_Work item_: All lines from the entries below that contain the string "rooms" should be copied out.

--- Data to use ---

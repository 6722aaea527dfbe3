//! Full room-listing scans.
//!
//! Periodically walks the remote service's paginated room listing to keep
//! aggregate online counts and the discovered-target set current. The page
//! order, batch sizing, and inter-batch delays are all randomized so the
//! scan does not present a fixed access pattern to the rate limiter.

use std::collections::HashSet;
use std::sync::Arc;
use std::time::{Duration, Instant};

use rand::Rng;
use rand::distr::Alphanumeric;
use rand::seq::SliceRandom;
use reqwest::Client;
use serde::Deserialize;
use tokio::task::JoinSet;
use tokio_util::sync::CancellationToken;
use tracing::{debug, error, info};

use crate::config::{DelayRange, Settings};
use crate::Result;
use crate::database::models::RoomRow;
use crate::database::repositories::{StatKind, StatRepository, TargetRepository};
use crate::http::listing_client;

/// One page of the room listing. Only the consumed fields.
#[derive(Debug, Deserialize)]
struct RoomListPayload {
    #[serde(default)]
    rooms: Vec<ListedRoom>,
    #[serde(default)]
    total_count: i64,
}

#[derive(Debug, Deserialize)]
struct ListedRoom {
    username: String,
    #[serde(default)]
    num_followers: i64,
    #[serde(default)]
    num_users: i64,
}

/// Ascending page offsets for a listing of `total` rooms.
pub fn page_offsets(total: i64, page_size: usize) -> Vec<i64> {
    if total <= 0 {
        return Vec::new();
    }
    (0..total).step_by(page_size.max(1)).collect()
}

/// Requests per batch for a scan of `total_pages` pages.
///
/// Larger scans use smaller batches: the full ceiling up to 54 pages, half
/// the page count through 70, a 2.5 divisor through 86, and the ceiling
/// again beyond that (a scan that large is already dominated by the
/// inter-batch rests).
pub fn batch_limit(total_pages: usize, ceiling: usize) -> usize {
    let limit = match total_pages {
        55..=70 => total_pages / 2,
        71..=86 => (total_pages as f64 / 2.5).floor() as usize,
        _ => ceiling,
    };
    limit.max(1)
}

/// Placeholder row substituted for a page that failed or came back empty.
/// The fixed suffix keeps these rows identifiable in the database.
fn placeholder_row() -> RoomRow {
    let mut rng = rand::rng();
    let noise: String = (0..10)
        .map(|_| rng.sample(Alphanumeric) as char)
        .collect::<String>()
        .to_lowercase();
    RoomRow {
        name: format!("{noise}a9a9ab8b8"),
        followers: 0,
        viewers: 0,
    }
}

fn sample_delay(range: DelayRange) -> Duration {
    let mut rng = rand::rng();
    Duration::from_secs_f64(rng.random_range(range.min_secs..range.max_secs))
}

/// Periodic room-listing scanner.
pub struct OnlinePoller {
    client: Client,
    targets: Arc<dyn TargetRepository>,
    stats: Arc<dyn StatRepository>,
    settings: Settings,
}

impl OnlinePoller {
    pub fn new(
        targets: Arc<dyn TargetRepository>,
        stats: Arc<dyn StatRepository>,
        settings: Settings,
    ) -> Result<Self> {
        Ok(Self {
            client: listing_client()?,
            targets,
            stats,
            settings,
        })
    }

    /// Run forever on the randomized outer cadence until cancelled.
    pub async fn run(self, cancel: CancellationToken) {
        // Let the status checker take the first swing at the API.
        tokio::select! {
            biased;
            _ = cancel.cancelled() => return,
            _ = tokio::time::sleep(self.settings.poller_initial_delay) => {}
        }

        loop {
            let started = Instant::now();
            if let Err(e) = self.scan(&cancel).await {
                error!("Room listing scan failed: {e}");
            }
            debug!(
                "Processed room listing in {:.3} seconds",
                started.elapsed().as_secs_f64()
            );

            let delay = sample_delay(self.settings.poller_cadence);
            info!("Next site query: {}min {}sec", delay.as_secs() / 60, delay.as_secs() % 60);
            tokio::select! {
                biased;
                _ = cancel.cancelled() => return,
                _ = tokio::time::sleep(delay) => {}
            }
        }
    }

    /// One full scan: total count, then every listing page in randomized
    /// batched order, then a single de-duplicated bulk write.
    pub async fn scan(&self, cancel: &CancellationToken) -> Result<()> {
        let total = self.fetch_total().await?;
        self.stats.record(StatKind::Total, total).await?;
        info!("{total} streamers online");

        let offsets = scan_order(page_offsets(total, self.settings.page_size));
        if offsets.is_empty() {
            return Ok(());
        }

        let limit = batch_limit(offsets.len(), self.settings.batch_ceiling);
        let batches: Vec<&[i64]> = offsets.chunks(limit).collect();
        let num_batches = batches.len();

        let mut observed: Vec<RoomRow> = Vec::new();
        for (index, batch) in batches.iter().enumerate() {
            if cancel.is_cancelled() {
                info!("Room listing scan interrupted");
                return Ok(());
            }

            observed.extend(self.fetch_batch(batch).await);

            // Rest between batches, tightened when the scan is large.
            if index < num_batches - 1 {
                let range = if num_batches > 2 {
                    self.settings.batch_rest_loaded
                } else {
                    self.settings.batch_rest
                };
                let delay = sample_delay(range);
                debug!(
                    "Next listing batch in {}min {}sec",
                    delay.as_secs() / 60,
                    delay.as_secs() % 60
                );
                tokio::select! {
                    biased;
                    _ = cancel.cancelled() => {
                        info!("Room listing scan interrupted");
                        return Ok(());
                    }
                    _ = tokio::time::sleep(delay) => {}
                }
            }
        }

        let unique = dedupe(observed);
        self.stats.record(StatKind::Batch, unique.len() as i64).await?;
        self.targets.upsert_discovered(&unique).await?;
        debug!("Recorded {} unique rooms", unique.len());

        Ok(())
    }

    async fn fetch_total(&self) -> Result<i64> {
        let url = format!("{}0", self.settings.room_list_url);
        let response = self
            .client
            .get(&url)
            .timeout(self.settings.listing_timeout)
            .send()
            .await?;

        if response.status().as_u16() != 200 {
            return Err(crate::Error::unreachable(
                "room listing",
                response.status().as_u16(),
            ));
        }

        let payload: RoomListPayload = response.json().await?;
        Ok(payload.total_count)
    }

    async fn fetch_batch(&self, offsets: &[i64]) -> Vec<RoomRow> {
        let started = Instant::now();
        let mut tasks = JoinSet::new();

        for &offset in offsets {
            let client = self.client.clone();
            let url = format!("{}{offset}", self.settings.room_list_url);
            let timeout = self.settings.listing_timeout;
            let failure_pause = self.settings.page_failure_pause;
            tasks.spawn(async move { fetch_page(client, url, timeout, failure_pause).await });
        }

        let mut rows = Vec::new();
        while let Some(joined) = tasks.join_next().await {
            if let Ok(page_rows) = joined {
                rows.extend(page_rows);
            }
        }

        debug!(
            "Processed {} rooms in {:.4} seconds",
            rows.len(),
            started.elapsed().as_secs_f64()
        );
        rows
    }
}

/// Processing order for a scan: the last page first (it is the page most
/// likely to have shifted away as the listing changes), the rest shuffled.
fn scan_order(mut offsets: Vec<i64>) -> Vec<i64> {
    let Some(last) = offsets.pop() else {
        return offsets;
    };
    let mut rng = rand::rng();
    offsets.shuffle(&mut rng);
    offsets.insert(0, last);
    offsets
}

fn dedupe(rows: Vec<RoomRow>) -> Vec<RoomRow> {
    let mut seen = HashSet::new();
    rows.into_iter()
        .filter(|row| seen.insert(row.clone()))
        .collect()
}

async fn fetch_page(
    client: Client,
    url: String,
    timeout: Duration,
    failure_pause: Duration,
) -> Vec<RoomRow> {
    let response = match client.get(&url).timeout(timeout).send().await {
        Ok(response) => response,
        Err(e) => {
            error!("Listing page request failed: {e}");
            tokio::time::sleep(failure_pause).await;
            return vec![placeholder_row()];
        }
    };

    if response.status().as_u16() != 200 {
        error!("Listing page returned {}", response.status());
        tokio::time::sleep(failure_pause).await;
        return vec![placeholder_row()];
    }

    let payload: RoomListPayload = match response.json().await {
        Ok(payload) => payload,
        Err(e) => {
            error!("Listing page decode failed: {e}");
            return vec![placeholder_row()];
        }
    };

    // A zero-length page means the offset no longer exists.
    if payload.rooms.is_empty() {
        return vec![placeholder_row()];
    }

    payload
        .rooms
        .into_iter()
        .map(|room| RoomRow {
            name: room.username,
            followers: room.num_followers,
            viewers: room.num_users,
        })
        .collect()
}

#[cfg(test)]
mod tests {
    use super::*;

    #[test]
    fn offsets_step_by_page_size() {
        assert_eq!(page_offsets(270, 90), vec![0, 90, 180]);
        assert_eq!(page_offsets(271, 90), vec![0, 90, 180, 270]);
        assert_eq!(page_offsets(0, 90), Vec::<i64>::new());
        assert_eq!(page_offsets(-5, 90), Vec::<i64>::new());
        assert_eq!(page_offsets(89, 90), vec![0]);
    }

    #[test]
    fn scan_order_puts_last_page_first() {
        let ordered = scan_order(page_offsets(900, 90));
        assert_eq!(ordered[0], 810);
        let mut sorted = ordered.clone();
        sorted.sort_unstable();
        assert_eq!(sorted, page_offsets(900, 90));
    }

    #[test]
    fn scan_order_keeps_single_page() {
        assert_eq!(scan_order(vec![0]), vec![0]);
        assert_eq!(scan_order(Vec::new()), Vec::<i64>::new());
    }

    #[test]
    fn batch_limit_bands() {
        assert_eq!(batch_limit(1, 54), 54);
        assert_eq!(batch_limit(54, 54), 54);
        assert_eq!(batch_limit(55, 54), 27);
        assert_eq!(batch_limit(70, 54), 35);
        assert_eq!(batch_limit(71, 54), 28);
        assert_eq!(batch_limit(86, 54), 34);
        assert_eq!(batch_limit(87, 54), 54);
    }

    #[test]
    fn batch_limit_band_starts_never_increase() {
        // Entering a higher load band never increases the batch size.
        assert!(batch_limit(55, 54) <= batch_limit(54, 54));
        assert!(batch_limit(71, 54) <= batch_limit(70, 54));
    }

    #[test]
    fn placeholder_rows_are_marked() {
        let row = placeholder_row();
        assert!(row.name.ends_with("a9a9ab8b8"));
        assert_eq!(row.followers, 0);
        assert_eq!(row.viewers, 0);
    }

    #[test]
    fn dedupe_drops_exact_duplicates() {
        let rows = vec![
            RoomRow { name: "a".into(), followers: 1, viewers: 2 },
            RoomRow { name: "a".into(), followers: 1, viewers: 2 },
            RoomRow { name: "b".into(), followers: 1, viewers: 2 },
        ];
        assert_eq!(dedupe(rows).len(), 2);
    }
}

---

_Output of the exercise_:
    rooms: Vec<ListedRoom>,
/// Ascending page offsets for a listing of `total` rooms.
        debug!("Recorded {} unique rooms", unique.len());
            "Processed {} rooms in {:.4} seconds",
    if payload.rooms.is_empty() {
        .rooms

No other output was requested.